Every line below that holds the string "Send" must be copied.

___

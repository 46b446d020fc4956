// src/completion.rs
//! Finishing a suspended request from another thread.
//!
//! A request never leaves the worker that parsed it. A handler that wants to
//! answer later takes a [`Completion`] and returns `Status::Suspended`; the
//! connection is parked until someone calls [`Completion::complete`]. The
//! closure passed there is posted to the owning worker's mailbox and runs on
//! that worker against the parked request.

use crate::request::Request;
use crate::status::Status;
use crate::syscalls;
use libc::c_int;
use std::fmt;
use std::io;
use std::sync::{Arc, Mutex, PoisonError};
use tracing::{error, trace, warn};

pub type FinishFn = Box<dyn FnOnce(&mut Request) -> Status + Send>;

pub(crate) struct Resumption {
    pub token: u64,
    pub finish: FinishFn,
}

/// Per-worker queue of resumptions, announced through the worker's own
/// eventfd.
pub(crate) struct Mailbox {
    event_fd: c_int,
    queue: Mutex<Vec<Resumption>>,
}

impl Mailbox {
    pub fn new() -> io::Result<Arc<Self>> {
        let event_fd = syscalls::create_eventfd()?;
        Ok(Arc::new(Self {
            event_fd,
            queue: Mutex::new(Vec::new()),
        }))
    }

    pub fn event_fd(&self) -> c_int {
        self.event_fd
    }

    fn post(&self, resumption: Resumption) {
        self.queue
            .lock()
            .unwrap_or_else(PoisonError::into_inner)
            .push(resumption);
        if let Err(e) = syscalls::eventfd_write(self.event_fd, 1) {
            error!("failed to signal worker mailbox: {}", e);
        }
    }

    /// Everything posted so far, oldest first. Resets the eventfd.
    pub fn drain(&self) -> Vec<Resumption> {
        if let Err(e) = syscalls::eventfd_read(self.event_fd) {
            warn!("failed to read worker mailbox: {}", e);
        }
        std::mem::take(&mut *self.queue.lock().unwrap_or_else(PoisonError::into_inner))
    }
}

impl Drop for Mailbox {
    fn drop(&mut self) {
        syscalls::close(self.event_fd);
    }
}

/// Handle that finishes one suspended request.
///
/// `Send`, so it can travel into an [`AsyncTask`](crate::AsyncTask) or any
/// other thread. Dropping it unused answers the request with a 500.
pub struct Completion {
    mailbox: Option<Arc<Mailbox>>,
    token: u64,
}

impl Completion {
    pub(crate) fn new(mailbox: Arc<Mailbox>, token: u64) -> Self {
        Self {
            mailbox: Some(mailbox),
            token,
        }
    }

    /// Run `finish` on the owning worker with the parked request.
    ///
    /// The returned status is handled like the one from
    /// [`Root::process_request`](crate::Root::process_request): `Declined`
    /// becomes a 404, `Suspended` keeps the request parked, anything else
    /// submits the response.
    pub fn complete<F>(mut self, finish: F)
    where
        F: FnOnce(&mut Request) -> Status + Send + 'static,
    {
        self.post(Box::new(finish));
    }

    /// Submit the response with whatever the request holds.
    pub fn finish(self, status: Status) {
        self.complete(move |_| status);
    }

    fn post(&mut self, finish: FinishFn) {
        if let Some(mailbox) = self.mailbox.take() {
            mailbox.post(Resumption {
                token: self.token,
                finish,
            });
        }
    }
}

impl Drop for Completion {
    fn drop(&mut self) {
        if self.mailbox.is_some() {
            trace!(token = self.token, "completion dropped unused");
            self.post(Box::new(|_| Status::INTERNAL_SERVER_ERROR));
        }
    }
}

impl fmt::Debug for Completion {
    fn fmt(&self, f: &mut fmt::Formatter<'_>) -> fmt::Result {
        f.debug_struct("Completion")
            .field("token", &self.token)
            .field("pending", &self.mailbox.is_some())
            .finish()
    }
}
use std::{
	io::{Error, ErrorKind, Result as IoResult},
	net::{TcpStream, ToSocketAddrs},
};

use crate::{
	err,
	geom::Geometry,
	layout::{Block, BLOCK_SIZE},
	wire::LineConn,
};

/// Client side of the block-device protocol.
///
/// Every filesystem session owns exactly one of these, which is what makes
/// a session's device requests totally ordered.
pub struct DiskClient {
	conn: LineConn,
	geom: Geometry,
}

impl DiskClient {
	/// Connect and fetch the device geometry.
	pub fn connect(addr: impl ToSocketAddrs) -> IoResult<Self> {
		let stream = TcpStream::connect(addr)?;
		let mut conn = LineConn::new(stream)?;
		conn.write_all(b"I\n")?;
		let line = conn
			.read_line()?
			.ok_or_else(|| Error::new(ErrorKind::UnexpectedEof, "device closed during handshake"))?;
		let geom = parse_geometry(&line)?;
		log::debug!("connected to block device: {}x{}", geom.cylinders, geom.sectors);
		Ok(Self {
			conn,
			geom,
		})
	}

	pub fn geometry(&self) -> Geometry {
		self.geom
	}

	/// Read one block.  `Ok(None)` means the device rejected the address.
	pub fn read(&mut self, cylinder: u64, sector: u64) -> IoResult<Option<Block>> {
		self.conn.write_all(format!("R {cylinder} {sector}\n").as_bytes())?;
		match self.status()? {
			false => Ok(None),
			true => {
				let mut block = [0u8; BLOCK_SIZE];
				self.conn.read_exact(&mut block)?;
				Ok(Some(block))
			}
		}
	}

	/// Write up to one block; the device zero-pads to 128 bytes.  Returns
	/// `false` iff the device rejected the address.
	pub fn write(&mut self, cylinder: u64, sector: u64, data: &[u8]) -> IoResult<bool> {
		assert!(data.len() <= BLOCK_SIZE);
		let mut msg = format!("W {cylinder} {sector} {}\n", data.len()).into_bytes();
		msg.extend_from_slice(data);
		self.conn.write_all(&msg)?;
		self.status()
	}

	/// Read the block at linear index `idx`.  A rejected address is an
	/// error here: the callers address metadata that must exist.
	pub fn read_index(&mut self, idx: u64) -> IoResult<Block> {
		let (c, s) = self.geom.split(idx);
		self.read(c, s)?.ok_or_else(|| err!(ENXIO))
	}

	/// Write the block at linear index `idx`.
	pub fn write_index(&mut self, idx: u64, data: &[u8]) -> IoResult<()> {
		let (c, s) = self.geom.split(idx);
		if self.write(c, s, data)? {
			Ok(())
		} else {
			Err(err!(ENXIO))
		}
	}

	fn status(&mut self) -> IoResult<bool> {
		let mut status = [0u8; 1];
		self.conn.read_exact(&mut status)?;
		match status[0] {
			b'0' => Ok(false),
			b'1' => Ok(true),
			other => Err(Error::new(
				ErrorKind::InvalidData,
				format!("unexpected status byte {other:#04x} from device"),
			)),
		}
	}
}

fn parse_geometry(line: &str) -> IoResult<Geometry> {
	let mut f = line.split_whitespace();
	let c = f.next().and_then(|t| t.parse::<u64>().ok());
	let s = f.next().and_then(|t| t.parse::<u64>().ok());
	match (c, s, f.next()) {
		(Some(c), Some(s), None) if c > 0 && s > 0 => Ok(Geometry::new(c, s)),
		_ => Err(Error::new(
			ErrorKind::InvalidData,
			format!("bad geometry line {line:?}"),
		)),
	}
}
//! Allocation-table maintenance: the cached copy, its block I/O, and the
//! chain operations performed on the cache.
//!
//! Entries are 32-bit little-endian, 32 per block: `FREE`, `RESERVED`,
//! `END-OF-CHAIN`, or the index of the successor block in a file's chain.
//! Mutators return undo material so a failing write can put the cache back
//! exactly as it was.

use std::io::Result as IoResult;

use super::Meta;
use crate::{
	codec,
	disk::DiskClient,
	err,
	layout::{Layout, BLOCK_SIZE, FAT_EOC, FAT_FREE, FAT_PER_BLOCK, FAT_RESERVED},
};

/// The cached table, loading it from the device on first need.  Call with
/// the metadata mutex held.
pub(super) fn cached<'m>(
	meta: &'m mut Meta,
	disk: &mut DiskClient,
	layout: &Layout,
) -> IoResult<&'m mut Vec<u32>> {
	if meta.fat.is_none() {
		meta.fat = Some(load(disk, layout)?);
	}
	match meta.fat.as_mut() {
		Some(fat) => Ok(fat),
		None => unreachable!(),
	}
}

/// Read the whole table from the device.
pub(super) fn load(disk: &mut DiskClient, layout: &Layout) -> IoResult<Vec<u32>> {
	log::trace!("fat::load({} blocks);", layout.fat_len);
	let total = layout.total_blocks as usize;
	let mut fat = Vec::with_capacity(total);
	for b in layout.fat_start..layout.fat_start + layout.fat_len {
		let block = disk.read_index(b as u64)?;
		let entries: [u32; FAT_PER_BLOCK] = codec::decode(&block)?;
		for e in entries {
			if fat.len() < total {
				fat.push(e);
			}
		}
	}
	Ok(fat)
}

/// Write the whole cached table back, zero-padding the tail of the last
/// block.
pub(super) fn flush(disk: &mut DiskClient, layout: &Layout, fat: &[u32]) -> IoResult<()> {
	log::trace!("fat::flush({} entries);", fat.len());
	for (bi, b) in (layout.fat_start..layout.fat_start + layout.fat_len).enumerate() {
		let mut entries = [FAT_FREE; FAT_PER_BLOCK];
		let base = bi * FAT_PER_BLOCK;
		for (i, e) in entries.iter_mut().enumerate() {
			if base + i < fat.len() {
				*e = fat[base + i];
			}
		}
		let mut block = [0u8; BLOCK_SIZE];
		codec::encode(&entries, &mut block)?;
		disk.write_index(b as u64, &block)?;
	}
	Ok(())
}

fn is_data_index(layout: &Layout, idx: u32) -> bool {
	idx >= layout.data_start() && idx < layout.total_blocks
}

/// Follow a chain from `first`, expecting the block count a `length`-byte
/// file implies.  Returns the indices in file order; a chain that strays
/// out of the data region, hits an unallocated entry, or has the wrong
/// length is corruption.
pub(super) fn walk(fat: &[u32], layout: &Layout, first: u32, length: u32) -> IoResult<Vec<u32>> {
	let expect = (length as usize).div_ceil(BLOCK_SIZE);
	let mut chain = Vec::with_capacity(expect);
	if expect == 0 {
		return Ok(chain);
	}

	let mut idx = first;
	while chain.len() < expect {
		if !is_data_index(layout, idx) {
			break;
		}
		let entry = fat[idx as usize];
		if entry == FAT_FREE || entry == FAT_RESERVED {
			break;
		}
		chain.push(idx);
		if entry == FAT_EOC {
			break;
		}
		idx = entry;
	}

	let terminated = matches!(chain.last(), Some(&last) if fat[last as usize] == FAT_EOC);
	if chain.len() != expect || !terminated {
		log::error!("corrupted chain at {first}: walked {} of {expect} blocks", chain.len());
		return Err(err!(EIO));
	}
	Ok(chain)
}

/// Free every block of the chain rooted at `first`, returning the undo log
/// of `(index, previous entry)` pairs in walk order.  A corrupt chain is
/// restored before the error is reported.
pub(super) fn free_chain(fat: &mut [u32], layout: &Layout, first: u32) -> IoResult<Vec<(u32, u32)>> {
	let mut freed = Vec::new();
	let mut idx = first;
	loop {
		if !is_data_index(layout, idx) {
			undo(fat, &freed);
			log::error!("corrupted chain at {first}: link to {idx}");
			return Err(err!(EIO));
		}
		let entry = fat[idx as usize];
		if entry == FAT_FREE || entry == FAT_RESERVED {
			// revisiting a freed block also lands here, so cycles stop
			undo(fat, &freed);
			log::error!("corrupted chain at {first}: {idx} holds {entry:#010x}");
			return Err(err!(EIO));
		}
		freed.push((idx, entry));
		fat[idx as usize] = FAT_FREE;
		if entry == FAT_EOC {
			break;
		}
		idx = entry;
	}
	Ok(freed)
}

/// Put entries back after a failed mutation.
pub(super) fn undo(fat: &mut [u32], log: &[(u32, u32)]) {
	for &(idx, val) in log {
		fat[idx as usize] = val;
	}
}

/// First-fit allocation of `count` blocks, scanning forward from the start
/// of the data region.  Each block is reserved as END-OF-CHAIN and linked
/// onto its predecessor as it is found.  On exhaustion every reservation
/// is released and `None` comes back.
pub(super) fn alloc_chain(fat: &mut [u32], layout: &Layout, count: usize) -> Option<Vec<u32>> {
	debug_assert!(count > 0);
	let mut chain: Vec<u32> = Vec::with_capacity(count);
	for idx in layout.data_start()..layout.total_blocks {
		if fat[idx as usize] != FAT_FREE {
			continue;
		}
		fat[idx as usize] = FAT_EOC;
		if let Some(&prev) = chain.last() {
			fat[prev as usize] = idx;
		}
		chain.push(idx);
		if chain.len() == count {
			return Some(chain);
		}
	}
	for idx in chain {
		fat[idx as usize] = FAT_FREE;
	}
	None
}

___

- **Your response**
pub type FinishFn = Box<dyn FnOnce(&mut Request) -> Status + Send>;
/// `Send`, so it can travel into an [`AsyncTask`](crate::AsyncTask) or any
        F: FnOnce(&mut Request) -> Status + Send + 'static,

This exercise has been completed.